[Stored data]
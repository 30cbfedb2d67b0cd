use super::destination::Destination;
use super::pinger::Pinger;
use super::ProbeReport;
use crate::socket::Transport;
use std::future::Future;
use std::sync::Arc;
use tokio::sync::mpsc;
use tokio::task::{JoinHandle, JoinSet};
use tokio::time::{self, MissedTickBehavior};
use tokio_util::sync::CancellationToken;
use tracing::{debug, info, warn};

/// Probes each destination on its own periodic task until cancelled.
///
/// Units share nothing but the pinger and the token. Each probe cycle runs
/// on the blocking pool, so a pending read for one destination never holds
/// up another.
pub struct Scheduler<T> {
    pinger: Arc<Pinger<T>>,
    cancel: CancellationToken,
}

impl<T> Scheduler<T>
where
    T: Transport + Send + Sync + 'static,
{
    pub fn new(pinger: Pinger<T>, cancel: CancellationToken) -> Scheduler<T> {
        Scheduler {
            pinger: Arc::new(pinger),
            cancel,
        }
    }

    pub fn cancellation_token(&self) -> CancellationToken {
        self.cancel.clone()
    }

    /// Starts the unit for one host argument.
    pub fn spawn(
        &self,
        host: impl Into<String>,
        reports: mpsc::UnboundedSender<ProbeReport>,
    ) -> JoinHandle<()> {
        tokio::spawn(self.unit(host.into(), reports))
    }

    fn unit(
        &self,
        host: String,
        reports: mpsc::UnboundedSender<ProbeReport>,
    ) -> impl Future<Output = ()> + Send + 'static {
        run_unit(
            Arc::clone(&self.pinger),
            self.pinger.destination(host),
            self.cancel.clone(),
            reports,
        )
    }

    /// Runs one unit per host and returns once all of them have stopped.
    ///
    /// `reports` is dropped when the last unit exits, closing the channel.
    pub async fn run(self, hosts: Vec<String>, reports: mpsc::UnboundedSender<ProbeReport>) {
        let mut units = JoinSet::new();
        for host in hosts {
            units.spawn(self.unit(host, reports.clone()));
        }
        drop(reports);

        while let Some(joined) = units.join_next().await {
            if let Err(e) = joined {
                warn!(error = %e, "probe unit failed");
            }
        }
        info!("all probe units stopped");
    }
}

async fn run_unit<T>(
    pinger: Arc<Pinger<T>>,
    mut destination: Destination,
    cancel: CancellationToken,
    reports: mpsc::UnboundedSender<ProbeReport>,
) where
    T: Transport + Send + Sync + 'static,
{
    let host = destination.host().to_string();
    let period = pinger.config().interval;
    // first probe one period after start
    let mut ticker = time::interval_at(time::Instant::now() + period, period);
    ticker.set_missed_tick_behavior(MissedTickBehavior::Skip);
    debug!(%host, ?period, "probe unit started");

    loop {
        tokio::select! {
            biased;
            _ = cancel.cancelled() => break,
            _ = ticker.tick() => {}
        }

        let worker = Arc::clone(&pinger);
        let cycle = tokio::task::spawn_blocking(move || {
            let outcome = worker.probe(&mut destination);
            (destination, outcome)
        });
        let outcome = match cycle.await {
            Ok((returned, outcome)) => {
                destination = returned;
                outcome
            }
            Err(e) => {
                // the destination went down with the cycle, start it afresh
                warn!(%host, error = %e, "probe cycle panicked");
                destination = pinger.destination(host.as_str());
                continue;
            }
        };
        let report = ProbeReport {
            host: host.clone(),
            outcome,
        };
        if reports.send(report).is_err() {
            debug!(%host, "report channel closed");
            break;
        }
    }
    debug!(%host, "probe unit stopped");
}
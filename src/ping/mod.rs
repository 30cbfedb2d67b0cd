mod destination;
mod pinger;
mod probe;
mod scheduler;

pub use destination::*;
pub use pinger::*;
pub use scheduler::*;

use crate::error::{ProbeError, Stage};
use std::fmt;
use std::net::Ipv4Addr;
use std::time::Duration;

/// A validated echo reply.
#[derive(Clone, Debug, PartialEq, Eq)]
pub struct Reply {
    /// Address the request was sent to
    pub address: Ipv4Addr,
    /// Size of the received datagram, IPv4 header included
    pub bytes_received: usize,
    /// Time from sending the request to reading the reply
    pub rtt: Duration,
}

/// Result of one probe cycle.
#[derive(Debug)]
pub enum ProbeOutcome {
    Success(Reply),
    Failure { stage: Stage, cause: ProbeError },
}

impl ProbeOutcome {
    pub fn is_success(&self) -> bool {
        matches!(self, ProbeOutcome::Success(_))
    }
}

impl From<ProbeError> for ProbeOutcome {
    fn from(cause: ProbeError) -> Self {
        ProbeOutcome::Failure {
            stage: cause.stage(),
            cause,
        }
    }
}

/// A probe outcome tagged with the host argument it belongs to.
#[derive(Debug)]
pub struct ProbeReport {
    pub host: String,
    pub outcome: ProbeOutcome,
}

impl fmt::Display for ProbeReport {
    fn fmt(&self, f: &mut fmt::Formatter<'_>) -> fmt::Result {
        match &self.outcome {
            ProbeOutcome::Success(reply) => write!(
                f,
                "Reply from {}: bytes={} time={:.4}ms",
                reply.address,
                reply.bytes_received,
                reply.rtt.as_secs_f64() * 1000.0
            ),
            ProbeOutcome::Failure { cause, .. } => {
                write!(f, "Ping {} failed: {}", self.host, cause)
            }
        }
    }
}
use crate::error::ProbeError;
use crate::socket::Transport;
use std::net::Ipv4Addr;

/// When a destination's host argument is turned into an address.
#[derive(Clone, Copy, Debug, Default, PartialEq, Eq)]
pub enum ResolveStrategy {
    /// Look the host up again on every cycle, picking up DNS changes.
    #[default]
    PerCycle,
    /// Keep the first successful lookup for the lifetime of the destination.
    Once,
}

/// A user-supplied host together with how (and whether) it has been resolved.
#[derive(Clone, Debug)]
pub struct Destination {
    host: String,
    strategy: ResolveStrategy,
    cached: Option<Ipv4Addr>,
}

impl Destination {
    pub fn new(host: impl Into<String>, strategy: ResolveStrategy) -> Destination {
        Destination {
            host: host.into(),
            strategy,
            cached: None,
        }
    }

    pub fn host(&self) -> &str {
        &self.host
    }

    /// Returns the cached address, if the strategy keeps one.
    pub fn cached(&self) -> Option<Ipv4Addr> {
        self.cached
    }

    /// Returns the address to probe. Failed lookups are never cached.
    pub fn resolve<T: Transport>(&mut self, transport: &T) -> Result<Ipv4Addr, ProbeError> {
        if let Some(addr) = self.cached {
            return Ok(addr);
        }
        let addr = transport.resolve(&self.host)?;
        if self.strategy == ResolveStrategy::Once {
            self.cached = Some(addr);
        }
        Ok(addr)
    }
}
pub mod checksum;
pub mod icmpv4;
pub mod ipv4;

pub use checksum::{checksum, verify};
pub use icmpv4::{build_echo_request, validate_reply, EchoRequest};
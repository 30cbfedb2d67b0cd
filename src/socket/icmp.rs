use super::{resolve_ipv4, EchoSocket, Transport};
use crate::error::ProbeError;
use socket2::{Domain, Protocol, SockAddr, Socket, Type};
use std::io::{self, Read};
use std::net::{Ipv4Addr, SocketAddrV4};
use std::time::Instant;

/// Raw `IPPROTO_ICMP` sockets over IPv4.
///
/// Opening a raw socket needs root or `CAP_NET_RAW` on most systems.
#[derive(Clone, Copy, Debug, Default)]
pub struct RawIcmpTransport;

impl Transport for RawIcmpTransport {
    type Socket = RawIcmpSocket;

    fn resolve(&self, host: &str) -> Result<Ipv4Addr, ProbeError> {
        resolve_ipv4(host)
    }

    fn open(&self, addr: Ipv4Addr) -> Result<RawIcmpSocket, ProbeError> {
        RawIcmpSocket::connect(addr).map_err(|e| ProbeError::dial(addr, e))
    }
}

/// A raw ICMP socket connected to a single peer.
///
/// Datagrams read from it include the IPv4 header.
#[derive(Debug)]
pub struct RawIcmpSocket {
    inner: Socket,
}

impl RawIcmpSocket {
    pub fn connect(peer: Ipv4Addr) -> io::Result<RawIcmpSocket> {
        let socket = Socket::new(Domain::IPV4, Type::RAW, Some(Protocol::ICMPV4))?;
        socket.connect(&SockAddr::from(SocketAddrV4::new(peer, 0)))?;
        Ok(RawIcmpSocket { inner: socket })
    }
}

impl EchoSocket for RawIcmpSocket {
    fn send(&mut self, packet: &[u8]) -> io::Result<usize> {
        self.inner.send(packet)
    }

    fn recv_before(&mut self, buf: &mut [u8], deadline: Instant) -> io::Result<usize> {
        let remaining = deadline.saturating_duration_since(Instant::now());
        // a zero read timeout means "block forever" to the kernel
        if remaining.is_zero() {
            return Err(io::Error::from(io::ErrorKind::TimedOut));
        }
        self.inner.set_read_timeout(Some(remaining))?;
        self.inner.read(buf)
    }
}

# Exercise instructions
Output only an exact transcription of the lines above from the one with "pub fn new(host: impl" up to and including the one with "on most systems.".

# Completed task
    pub fn new(host: impl Into<String>, strategy: ResolveStrategy) -> Destination {
        Destination {
            host: host.into(),
            strategy,
            cached: None,
        }
    }

    pub fn host(&self) -> &str {
        &self.host
    }

    /// Returns the cached address, if the strategy keeps one.
    pub fn cached(&self) -> Option<Ipv4Addr> {
        self.cached
    }

    /// Returns the address to probe. Failed lookups are never cached.
    pub fn resolve<T: Transport>(&mut self, transport: &T) -> Result<Ipv4Addr, ProbeError> {
        if let Some(addr) = self.cached {
            return Ok(addr);
        }
        let addr = transport.resolve(&self.host)?;
        if self.strategy == ResolveStrategy::Once {
            self.cached = Some(addr);
        }
        Ok(addr)
    }
}
pub mod checksum;
pub mod icmpv4;
pub mod ipv4;

pub use checksum::{checksum, verify};
pub use icmpv4::{build_echo_request, validate_reply, EchoRequest};
repository 30cbfedb2d67b0cd
filename src/socket/icmp.rs
use super::{resolve_ipv4, EchoSocket, Transport};
use crate::error::ProbeError;
use socket2::{Domain, Protocol, SockAddr, Socket, Type};
use std::io::{self, Read};
use std::net::{Ipv4Addr, SocketAddrV4};
use std::time::Instant;

/// Raw `IPPROTO_ICMP` sockets over IPv4.
///
/// Opening a raw socket needs root or `CAP_NET_RAW` on most systems.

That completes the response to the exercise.